It’s useful to step back from the dominant terms in political play to examine what’s really going on behind misleading language. An excellent if hardly novel case in point is the evocative phrase “Right to Work,” used by right-wing politicians like Michigan Governor Rick Snyder to provide friendly cover for legislation that viciously weakens workers’ political and economic power by permitting employees covered by union contracts and collective bargaining agreements to withhold union dues. The legislation (the latest state-level version was rammed through the Michigan state assembly two days ago over and against public opinion at the end of a lame-duck session) has nothing to do with granting anyone employment rights and everything to do with increasing the economic and political leverage of the employer class. [1]
Another case study in the Orwellian manipulation of language and the citizenry is the political drama surrounding the so-called fiscal cliff, which replaced the personalized quadrennial electoral extravaganza (Noam Chomsky’s excellent phrase[2]) as American mass media’s top leading domestic news story the day after the presidential election.

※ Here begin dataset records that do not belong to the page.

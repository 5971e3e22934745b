use thiserror::Error;

use crate::{
    address::Address,
    amount::AmountError,
    ledger::{ProgramError, RemoteError},
    wallet::WalletError,
};

/// Canonical error type surfaced by the gateway and the store.
#[derive(Debug, Error)]
pub enum ClientError {
    /// Rejected locally before any remote call (no wallet, bad amount).
    #[error("precondition failed: {0}")]
    Precondition(String),

    /// A derived sub-record address was already taken; retry with a fresh counter.
    #[error("derived address {0} collided with an existing record")]
    AddressCollision(Address),

    /// The acting identity does not own the record. Carries the remote's reason.
    #[error("{0}")]
    Authorization(String),

    /// Network or program unreachable.
    #[error("remote unavailable: {0}")]
    RemoteUnavailable(String),

    /// A single-record fetch found nothing.
    #[error("record not found: {0}")]
    NotFound(String),

    /// Any other rejection by the remote program.
    #[error("rejected by the ledger: {0}")]
    Rejected(String),

    /// The local fallback snapshot could not be read or written.
    #[error("fallback store failure: {0}")]
    Persistence(String),
}

impl ClientError {
    /// Short text suitable for showing to an end user.
    pub fn user_message(&self) -> String {
        match self {
            ClientError::Precondition(reason) => reason.clone(),
            ClientError::AddressCollision(_) => {
                "Another transaction got there first. Please try again.".into()
            }
            ClientError::Authorization(_) => "You are not allowed to change this record.".into(),
            ClientError::RemoteUnavailable(_) => {
                "The ledger is unreachable right now. Showing saved data.".into()
            }
            ClientError::NotFound(_) => "That campaign no longer exists.".into(),
            ClientError::Rejected(reason) => capitalize(reason),
            ClientError::Persistence(_) => "Could not save local data.".into(),
        }
    }

    pub fn is_collision(&self) -> bool {
        matches!(self, ClientError::AddressCollision(_))
    }
}

fn capitalize(text: &str) -> String {
    let mut chars = text.chars();
    match chars.next() {
        Some(first) => first.to_uppercase().chain(chars).collect::<String>() + ".",
        None => String::new(),
    }
}

impl From<RemoteError> for ClientError {
    fn from(err: RemoteError) -> Self {
        match err {
            RemoteError::Unavailable(reason) => ClientError::RemoteUnavailable(reason),
            // A stale counter shows up as either an occupied address or one
            // that no longer matches the program's seeds.
            RemoteError::AccountInUse(address) | RemoteError::SeedMismatch(address) => {
                ClientError::AddressCollision(address)
            }
            RemoteError::AccountNotFound(address) => ClientError::NotFound(address.to_hex()),
            RemoteError::Program(ProgramError::CampaignNotFound) => {
                ClientError::NotFound(ProgramError::CampaignNotFound.to_string())
            }
            RemoteError::Unauthorized(reason) => ClientError::Authorization(reason),
            RemoteError::Program(program) => ClientError::Rejected(program.to_string()),
            RemoteError::Rpc { code, .. } => {
                ClientError::Rejected(format!("request failed with code {code}"))
            }
            other @ (RemoteError::AlreadyInitialized
            | RemoteError::InvalidSignature
            | RemoteError::DuplicateTransaction) => ClientError::Rejected(other.to_string()),
        }
    }
}

impl From<WalletError> for ClientError {
    fn from(err: WalletError) -> Self {
        ClientError::Precondition(err.to_string())
    }
}

impl From<AmountError> for ClientError {
    fn from(err: AmountError) -> Self {
        ClientError::Precondition(err.to_string())
    }
}

#[cfg(test)]
mod tests {
    use super::*;

    #[test]
    fn classifies_remote_errors() {
        let addr = Address([4; 32]);
        assert!(ClientError::from(RemoteError::AccountInUse(addr)).is_collision());
        assert!(ClientError::from(RemoteError::SeedMismatch(addr)).is_collision());
        assert!(matches!(
            ClientError::from(RemoteError::Unavailable("timeout".into())),
            ClientError::RemoteUnavailable(_)
        ));
        assert!(matches!(
            ClientError::from(RemoteError::Program(ProgramError::CampaignNotFound)),
            ClientError::NotFound(_)
        ));
    }

    #[test]
    fn authorization_reason_is_kept_verbatim() {
        let err = ClientError::from(RemoteError::Unauthorized("only the creator".into()));
        assert_eq!(err.to_string(), "only the creator");
    }

    #[test]
    fn user_messages_hide_raw_payloads() {
        let err = ClientError::from(RemoteError::Rpc {
            code: -32002,
            message: "{\"raw\":\"payload\"}".into(),
        });
        assert!(!err.user_message().contains("payload"));

        let err = ClientError::from(RemoteError::AccountNotFound(Address([1; 32])));
        assert!(!err.user_message().contains("0101"));

        let err = ClientError::from(RemoteError::Program(ProgramError::InsufficientFund));
        assert_eq!(err.user_message(), "Insufficient funds in the campaign.");
    }
}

Reflecting their common servility and allegiance to a highly organized and class-conscious section of the nation’s unelected dictatorship of corporate and financial power, the United States’ political and media class is outwardly obsessed with U.S. government debt – with “the deficit.”
The fiscal fixation is childish and irresponsible in a country plagued by mass unemployment, endemic job insecurity, and related widespread poverty. As numerous liberal economists citing Keynes and led by the Nobel laureates Paul Krugman and Joseph Stiglitz point out, deficit spending is required as a stimulus to recovery and deficits are overcome with the growth that follows. This occurred after World War II, when the deficit was much larger.
But that’s not all that gets lost in the current mass-mediated deficit mania. Let’s assume that “the deficit” is a genuine problem with grave long-term implications for the U.S. economy (i.e., crippling interest payments, loss of national sovereignty, and more). Two obvious solutions are to (1) cut U.S. “defense” (really empire, to make another counter-Orwellian correction) expenditures and (2) initiate serious health care reforms on the model of the health insurance systems that prevail in other industrial powers. The $1 trillion-a-year-plus Pentagon System, which accounts for nearly half the world’s military spending and supports more than 1000 military bases across more than 100 countries, makes up nearly half the deficit. It is a massive taxpayer-financed subsidy to high-tech global corporations (e.g. Boeing, General Electric, and Raytheon) that are highly proficient at the technical displacement and global out-sourcing of American jobs. At the same time, economist Dean Baker has shown that the mammoth medical cost reduction that would result from introducing Improved Medicare for All (basically single-payer health insurance on the model of Canada and other leading industrial states) would abolish the deficit and likely create a U.S. budget surplus.
But neither a serious peace dividend nor a serious health reform dividend is considered remotely possible in Washington, thanks to the entrenched power of the corporate military-industrial and medical-industrial complexes and the financial sector.
Another related and even more obvious solution to “the deficit” would be to restore the progressive levels of taxation levied on rich Americans during the post-World War II level, when the U.S. economy was the envy of the world. No small amount of “the deficit” could easily be found in the fortunes of the American 1 percent, which possesses as much wealth as the bottom 90 percent of Americans, including the 400 richest Americans, who together possess as much wealth as the bottom 50 percent.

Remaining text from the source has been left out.